PROGRESS AGAINST 2023 REVIEW FINDINGS
Focus areas
Actions taken during 2024
Board administration
The Company’s approach to Board governance was thoroughly reviewed by the Chair and the Nomination and Governance Committee throughout the year, with support from the Group Company Secretary. The recommendations were discussed with each Committee Chair, resulting in several administrative adjustments. These included allocating sufficient time for the presentation of new and ongoing strategic initiatives, scheduling sessions throughout the year dedicated to training, and arranging additional meetings when necessary, rather than extending existing ones. Throughout the year, paper templates were refined to offer improved guidance on information presentation. The primary focus was to ensure that there was sufficient detail regarding the discussions and challenges encountered during the development process of Board proposals. Throughout the year, the Board placed significant emphasis on the topic of culture. With ongoing support from the Group Chief People Officer, the Board assessed and reviewed a comprehensive programme of cultural activities implemented across Just. This included updates received on the outcomes of the two employee engagement surveys conducted during the year, which offered insights into our colleagues’ perceptions of the Company’s culture. Further enhancements will continue to be made to the Board’s oversight role in 2025, such as the presentation of a bi-annual report on culture to the Board. Additionally, the Board’s designated Non-Executive Director for employee engagement, Michelle Cracknell, hosted a session with various senior leaders of the Company on the topic of culture and her insights, as well as the considerations being addressed by the Board. Ensuring that the control environment and three lines of defence remain effective and interconnected is of critical importance to the Board.
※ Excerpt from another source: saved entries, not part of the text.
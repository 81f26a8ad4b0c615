//! Runtime context for command execution.
//!
//! The [`RuntimeContext`] holds what every command handler needs: the global
//! flags and the resolved settings. It also turns the shared context flags
//! into an [`ExpandContext`].

use std::env;
use std::path::PathBuf;

use anyhow::{Context, Result, bail};
use tracing::debug;

use errata_config::{Settings, find_settings_file, load_settings};
use errata_core::erratum::{Erratum, ErratumBuilder, load_erratum};
use errata_template::parser::find_spec;
use errata_template::types::{AssigneeOverride, Environment, ExpandContext};

use crate::cli::{ContextArgs, GlobalArgs};

/// Runtime context passed to every command handler.
///
/// Constructed once in `main` after CLI parsing, before command dispatch.
#[derive(Debug)]
pub struct RuntimeContext {
    /// Whether to produce JSON output.
    pub json: bool,

    /// Quiet mode: suppress non-essential output.
    pub quiet: bool,

    /// Working directory config names are resolved against.
    pub cwd: PathBuf,

    pub settings: Settings,
}

impl RuntimeContext {
    /// Build a `RuntimeContext` from parsed global arguments, locating and
    /// loading the settings file.
    pub fn from_global_args(global: &GlobalArgs) -> Result<Self> {
        let cwd = env::current_dir().context("failed to determine current directory")?;
        let settings_file = find_settings_file(global.settings.as_deref(), &cwd)?;
        let settings = load_settings(settings_file.as_deref())?;

        Ok(Self {
            json: global.json,
            quiet: global.quiet,
            cwd,
            settings,
        })
    }

    /// Resolve the issue config path from an explicit argument or settings.
    pub fn resolve_issue_config(&self, arg: Option<&str>) -> Result<PathBuf> {
        let name = arg
            .or(self.settings.issue_config.as_deref())
            .context("no issue config given (pass CONFIG or set issue_config in settings)")?;
        let path = find_spec(name, &self.cwd)?;
        debug!(name, path = %path.display(), "resolved issue config");
        Ok(path)
    }

    /// Build the expansion context from the shared flags.
    ///
    /// Environment precedence: settings < `-e` flags. Assignee precedence:
    /// template < settings < `--assignee`/`--unassigned`.
    pub fn expand_context(&self, args: &ContextArgs) -> Result<ExpandContext> {
        let erratum = build_erratum(args)?;

        let mut environment: Environment = self
            .settings
            .environment
            .iter()
            .map(|(k, v)| (k.clone(), v.clone()))
            .collect();
        for (key, value) in parse_env_flags(&args.env)? {
            environment.insert(key, value);
        }

        let assignee = if args.unassigned {
            AssigneeOverride::Unassigned
        } else if let Some(ref user) = args.assignee {
            AssigneeOverride::Fixed(user.clone())
        } else if let Some(ref user) = self.settings.assignee {
            AssigneeOverride::Fixed(user.clone())
        } else {
            AssigneeOverride::Template
        };

        Ok(ExpandContext {
            erratum,
            environment,
            assignee,
        })
    }
}

/// Load the erratum record (if given) and apply flag overrides.
fn build_erratum(args: &ContextArgs) -> Result<Erratum> {
    let mut erratum = match args.erratum {
        Some(ref path) => load_erratum(path)
            .with_context(|| format!("failed to load erratum {}", path.display()))?,
        None => ErratumBuilder::new(args.erratum_id.clone().unwrap_or_default()).build(),
    };
    if let Some(ref id) = args.erratum_id {
        erratum.id = id.clone();
    }
    if let Some(respin) = args.respin {
        erratum.respin_count = respin;
    }
    if let Some(ref release) = args.release {
        erratum.release = release.clone();
    }
    if let Some(ref summary) = args.summary {
        erratum.summary = summary.clone();
    }
    Ok(erratum)
}

/// Parse `-e KEY=VALUE` flags.
fn parse_env_flags(pairs: &[String]) -> Result<Vec<(String, String)>> {
    let mut out = Vec::with_capacity(pairs.len());
    for pair in pairs {
        match pair.split_once('=') {
            Some((key, value)) if !key.is_empty() => out.push((key.to_string(), value.to_string())),
            _ => bail!("invalid environment variable '{}': expected KEY=VALUE", pair),
        }
    }
    Ok(out)
}

#[cfg(test)]
mod tests {
    use super::*;
    use pretty_assertions::assert_eq;

    fn ctx(settings: Settings) -> RuntimeContext {
        RuntimeContext {
            json: false,
            quiet: false,
            cwd: PathBuf::from("."),
            settings,
        }
    }

    #[test]
    fn parse_env_flags_splits_on_first_equals() {
        let parsed = parse_env_flags(&["A=1".into(), "URL=a=b".into(), "EMPTY=".into()]).unwrap();
        assert_eq!(
            parsed,
            vec![
                ("A".to_string(), "1".to_string()),
                ("URL".to_string(), "a=b".to_string()),
                ("EMPTY".to_string(), String::new()),
            ]
        );
        assert!(parse_env_flags(&["novalue".into()]).is_err());
        assert!(parse_env_flags(&["=x".into()]).is_err());
    }

    #[test]
    fn flags_override_erratum_record() {
        let dir = tempfile::tempdir().unwrap();
        let path = dir.path().join("erratum.yaml");
        std::fs::write(&path, "id: 100\nsummary: from file\nrespin_count: 1\n").unwrap();
        let args = ContextArgs {
            erratum: Some(path),
            respin: Some(3),
            ..ContextArgs::default()
        };
        let erratum = build_erratum(&args).unwrap();
        assert_eq!(erratum.id, "100");
        assert_eq!(erratum.summary, "from file");
        assert_eq!(erratum.respin_count, 3);
    }

    #[test]
    fn cli_environment_overrides_settings() {
        let mut settings = Settings::default();
        settings.environment.insert("ARCH".into(), "x86_64".into());
        settings.environment.insert("KEEP".into(), "yes".into());
        let args = ContextArgs {
            env: vec!["ARCH=s390x".into()],
            ..ContextArgs::default()
        };
        let expand_ctx = ctx(settings).expand_context(&args).unwrap();
        assert_eq!(expand_ctx.environment.get("ARCH"), Some("s390x"));
        assert_eq!(expand_ctx.environment.get("KEEP"), Some("yes"));
    }

    #[test]
    fn assignee_precedence() {
        let settings = Settings {
            assignee: Some("from-settings".into()),
            ..Settings::default()
        };
        let runtime = ctx(settings);

        let expand_ctx = runtime.expand_context(&ContextArgs::default()).unwrap();
        assert_eq!(expand_ctx.assignee, AssigneeOverride::Fixed("from-settings".into()));

        let args = ContextArgs {
            assignee: Some("me".into()),
            ..ContextArgs::default()
        };
        assert_eq!(
            runtime.expand_context(&args).unwrap().assignee,
            AssigneeOverride::Fixed("me".into())
        );

        let args = ContextArgs {
            unassigned: true,
            ..ContextArgs::default()
        };
        assert_eq!(
            runtime.expand_context(&args).unwrap().assignee,
            AssigneeOverride::Unassigned
        );

        let plain = ctx(Settings::default());
        assert_eq!(
            plain.expand_context(&ContextArgs::default()).unwrap().assignee,
            AssigneeOverride::Template
        );
    }

    #[test]
    fn settings_and_flags_override_template_assignee() {
        use errata_template::expand;
        use errata_template::parser::parse_yaml;

        let spec = parse_yaml(
            "project: P\nissues:\n  - {summary: e, type: epic, id: e, assignee: from-template}\n",
        )
        .unwrap();
        let assignee = |runtime: &RuntimeContext, args: &ContextArgs| {
            let expand_ctx = runtime.expand_context(args).unwrap();
            expand(&spec, &expand_ctx).unwrap()[0].assignee.clone()
        };

        let plain = ctx(Settings::default());
        assert_eq!(assignee(&plain, &ContextArgs::default()), Some("from-template".into()));

        let runtime = ctx(Settings {
            assignee: Some("from-settings".into()),
            ..Settings::default()
        });
        assert_eq!(assignee(&runtime, &ContextArgs::default()), Some("from-settings".into()));

        let args = ContextArgs {
            assignee: Some("me".into()),
            ..ContextArgs::default()
        };
        assert_eq!(assignee(&runtime, &args), Some("me".into()));
    }

    #[test]
    fn missing_issue_config_is_reported() {
        let err = ctx(Settings::default()).resolve_issue_config(None).unwrap_err();
        assert!(err.to_string().contains("no issue config given"));
    }
}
In October 2024, an educational and insight session attended by members of the Group Audit Committee and GRCC was held, the purpose of which was to raise awareness of the new requirements to be introduced under Provision 29 of the revised Code, and to oversee any additional processes required to ensure compliance by 1 January 2026. The Board, supported by the Group Audit Committee and GRCC, will continue to closely monitor the effectiveness of the control environment and schedule further joint meetings as considered necessary throughout 2025.